Back in May of this year (wow, we haven’t blogged in awhile!), as the third term of our school year was just getting under way, Kijabe Hospital was gearing up for its centennial celebration, 100 years of God’s faithfulness in East Africa through medical missions.  In honor of the event, Kenya’s president, Uhuru Kenyatta scheduled a visit to shake hands and tip his hat to the quality care Kijabe Hospital has provided all these years. 

In anticipation of his visit, the community of Kijabe was ready to roll out the red carpet (almost literally).  If you’ve ever traveled the road down the escarpment from the main highway to our compound, you know it is certainly not fit for a presidential motorcade, so it received one of the best facelifts we’ve seen in three years.  But there was a good chance he would arrive by helicopter, so RVA administration prepared for a possible landing on our school’s rugby pitch.

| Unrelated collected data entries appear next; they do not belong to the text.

#![allow(clippy::unwrap_used, clippy::expect_used)]

use std::net::SocketAddr;
use std::sync::Arc;
use std::time::Duration;

use api_gateway::{
    GatewayConfig, GatewayModule, SecurityFilterChain,
    config::{CsrfConfig, SecurityConfig},
};
use axum::{
    Json, Router,
    body::{Body, Bytes},
    extract::{ConnectInfo, Request},
    http::{Method, StatusCode, header},
    response::Response,
};
use serde_json::{Value, json};
use service_registry_sdk::{HttpRegistryClient, ServiceResolver, StaticResolver};
use tower::ServiceExt;

/// Upstream that echoes what it received, tagged with its own name.
async fn spawn_echo(name: &'static str) -> String {
    let app = Router::new().fallback(move |req: Request| async move {
        let (parts, body) = req.into_parts();
        let body: Bytes = axum::body::to_bytes(body, usize::MAX).await.unwrap();
        let header = |h: &str| {
            parts
                .headers
                .get(h)
                .and_then(|v| v.to_str().ok())
                .map(ToOwned::to_owned)
        };
        Json(json!({
            "upstream": name,
            "method": parts.method.as_str(),
            "path": parts.uri.path(),
            "query": parts.uri.query(),
            "body": String::from_utf8_lossy(&body),
            "authorization": header("authorization"),
            "x_forwarded_for": header("x-forwarded-for"),
            "x_forwarded_host": header("x-forwarded-host"),
        }))
    });
    spawn(app).await
}

async fn spawn(app: Router) -> String {
    let listener = tokio::net::TcpListener::bind("127.0.0.1:0").await.unwrap();
    let addr = listener.local_addr().unwrap();
    tokio::spawn(async move {
        axum::serve(listener, app).await.unwrap();
    });
    format!("http://{addr}")
}

fn closed_port_url() -> String {
    let listener = std::net::TcpListener::bind("127.0.0.1:0").unwrap();
    let addr = listener.local_addr().unwrap();
    drop(listener);
    format!("http://{addr}")
}

fn gateway(resolver: impl ServiceResolver + 'static, filters: SecurityFilterChain) -> Router {
    GatewayModule::new(&GatewayConfig::default(), filters, Arc::new(resolver)).router()
}

fn books_at(urls: Vec<String>) -> StaticResolver {
    StaticResolver::new().with_service("books-service", urls)
}

async fn json_body(resp: Response) -> Value {
    let bytes = axum::body::to_bytes(resp.into_body(), usize::MAX)
        .await
        .unwrap();
    serde_json::from_slice(&bytes).unwrap()
}

#[tokio::test]
async fn forwards_method_path_query_and_body_unchanged() {
    let upstream = spawn_echo("only").await;
    let gw = gateway(books_at(vec![upstream]), SecurityFilterChain::empty());

    let mut req = axum::http::Request::builder()
        .method(Method::POST)
        .uri("/books/add?dry_run=false")
        .header(header::HOST, "gateway.local")
        .header(header::AUTHORIZATION, "Bearer opaque-token")
        .header(header::CONTENT_TYPE, "application/json")
        .body(Body::from(r#"{"title":"t","author":"a"}"#))
        .unwrap();
    req.extensions_mut()
        .insert(ConnectInfo("198.51.100.9:40000".parse::<SocketAddr>().unwrap()));

    let resp = gw.oneshot(req).await.unwrap();
    assert_eq!(resp.status(), StatusCode::OK);
    let echo = json_body(resp).await;
    assert_eq!(echo["method"], "POST");
    assert_eq!(echo["path"], "/books/add");
    assert_eq!(echo["query"], "dry_run=false");
    assert_eq!(echo["body"], r#"{"title":"t","author":"a"}"#);
    assert_eq!(echo["authorization"], "Bearer opaque-token");
    assert_eq!(echo["x_forwarded_for"], "198.51.100.9");
    assert_eq!(echo["x_forwarded_host"], "gateway.local");
}

#[tokio::test]
async fn zero_live_instances_is_503() {
    let gw = gateway(books_at(Vec::new()), SecurityFilterChain::empty());
    let req = axum::http::Request::builder()
        .uri("/books/1")
        .body(Body::empty())
        .unwrap();

    let resp = gw.oneshot(req).await.unwrap();
    assert_eq!(resp.status(), StatusCode::SERVICE_UNAVAILABLE);
    assert_eq!(
        resp.headers().get(header::CONTENT_TYPE).unwrap(),
        "application/problem+json"
    );
    assert_eq!(json_body(resp).await["code"], "GATEWAY_NO_INSTANCES");
}

#[tokio::test]
async fn unreachable_registry_is_503_discovery() {
    let registry = HttpRegistryClient::new(closed_port_url(), Duration::from_secs(1)).unwrap();
    let gw = gateway(registry, SecurityFilterChain::empty());
    let req = axum::http::Request::builder()
        .uri("/books/1")
        .body(Body::empty())
        .unwrap();

    let resp = gw.oneshot(req).await.unwrap();
    assert_eq!(resp.status(), StatusCode::SERVICE_UNAVAILABLE);
    assert_eq!(json_body(resp).await["code"], "GATEWAY_DISCOVERY");
}

#[tokio::test]
async fn unknown_route_is_404() {
    let gw = gateway(books_at(Vec::new()), SecurityFilterChain::empty());
    let req = axum::http::Request::builder()
        .uri("/orders/1")
        .body(Body::empty())
        .unwrap();

    let resp = gw.oneshot(req).await.unwrap();
    assert_eq!(resp.status(), StatusCode::NOT_FOUND);
    assert_eq!(json_body(resp).await["code"], "GATEWAY_ROUTE_NOT_FOUND");
}

#[tokio::test]
async fn gateway_without_routes_answers_404_even_with_live_instances() {
    let upstream = spawn_echo("a").await;
    let cfg = GatewayConfig {
        routes: Vec::new(),
        ..GatewayConfig::default()
    };
    let gw = GatewayModule::new(
        &cfg,
        SecurityFilterChain::empty(),
        Arc::new(books_at(vec![upstream])),
    )
    .router();

    let req = axum::http::Request::builder()
        .uri("/books/1")
        .body(Body::empty())
        .unwrap();
    let resp = gw.oneshot(req).await.unwrap();
    assert_eq!(resp.status(), StatusCode::NOT_FOUND);
    assert_eq!(json_body(resp).await["code"], "GATEWAY_ROUTE_NOT_FOUND");
}

#[tokio::test]
async fn dead_upstream_is_502() {
    let gw = gateway(books_at(vec![closed_port_url()]), SecurityFilterChain::empty());
    let req = axum::http::Request::builder()
        .uri("/books/1")
        .body(Body::empty())
        .unwrap();

    let resp = gw.oneshot(req).await.unwrap();
    assert_eq!(resp.status(), StatusCode::BAD_GATEWAY);
    assert_eq!(json_body(resp).await["code"], "GATEWAY_UPSTREAM");
}

#[tokio::test]
async fn slow_upstream_is_504() {
    let slow = spawn(Router::new().fallback(|| async {
        tokio::time::sleep(Duration::from_secs(5)).await;
        "late"
    }))
    .await;
    let cfg = GatewayConfig {
        upstream_timeout_ms: 100,
        ..GatewayConfig::default()
    };
    let gw = GatewayModule::new(
        &cfg,
        SecurityFilterChain::empty(),
        Arc::new(books_at(vec![slow])),
    )
    .router();
    let req = axum::http::Request::builder()
        .uri("/books/1")
        .body(Body::empty())
        .unwrap();

    let resp = gw.oneshot(req).await.unwrap();
    assert_eq!(resp.status(), StatusCode::GATEWAY_TIMEOUT);
    assert_eq!(json_body(resp).await["code"], "GATEWAY_UPSTREAM_TIMEOUT");
}

#[tokio::test]
async fn round_robin_alternates_instances() {
    let a = spawn_echo("a").await;
    let b = spawn_echo("b").await;
    let gw = gateway(books_at(vec![a, b]), SecurityFilterChain::empty());

    let mut seen = Vec::new();
    for _ in 0..4 {
        let req = axum::http::Request::builder()
            .uri("/books/1")
            .body(Body::empty())
            .unwrap();
        let echo = json_body(gw.clone().oneshot(req).await.unwrap()).await;
        seen.push(echo["upstream"].as_str().unwrap().to_owned());
    }
    assert_eq!(seen, ["a", "b", "a", "b"]);
}

#[tokio::test]
async fn csrf_filter_blocks_before_forwarding() {
    let upstream = spawn_echo("only").await;
    let filters = SecurityFilterChain::from_config(&SecurityConfig {
        csrf: CsrfConfig {
            enabled: true,
            ..CsrfConfig::default()
        },
        require_bearer: false,
    });
    let gw = gateway(books_at(vec![upstream]), filters);

    let rejected = axum::http::Request::builder()
        .method(Method::POST)
        .uri("/books/add")
        .body(Body::empty())
        .unwrap();
    let resp = gw.clone().oneshot(rejected).await.unwrap();
    assert_eq!(resp.status(), StatusCode::FORBIDDEN);
    assert_eq!(json_body(resp).await["code"], "GATEWAY_FILTER_REJECTED");

    let accepted = axum::http::Request::builder()
        .method(Method::POST)
        .uri("/books/add")
        .header(header::COOKIE, "XSRF-TOKEN=tok")
        .header("x-xsrf-token", "tok")
        .body(Body::empty())
        .unwrap();
    assert_eq!(gw.oneshot(accepted).await.unwrap().status(), StatusCode::OK);
}

#[tokio::test]
async fn health_is_served_locally() {
    let gw = gateway(books_at(Vec::new()), SecurityFilterChain::empty());
    let req = axum::http::Request::builder()
        .uri("/health")
        .body(Body::empty())
        .unwrap();
    let resp = gw.oneshot(req).await.unwrap();
    assert_eq!(resp.status(), StatusCode::OK);
}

It wouldn’t be right for him to land on our field without a proper Kenyan greeting, so this particular Friday, the entire student body and staff were donned in their Sunday best, just in case we would be called upon to line the field and welcome him.  Emails and student announcements prepped students and staff to keep any photos off of social media.  There was talk of the “presidential toilet” (not even joking) and how it would be properly transported down the hill.  It turns out that the tunnel underneath the railroad wasn’t quite wide enough for the trailer it usually travels on! 

As it turned out, we never did catch a glimpse of him.  The helicopter landed on the airstrip below the hospital instead.  But oh, were we prepared!  Here’s a picture of my third period Algebra class, all decked out and ready for the visit that never was.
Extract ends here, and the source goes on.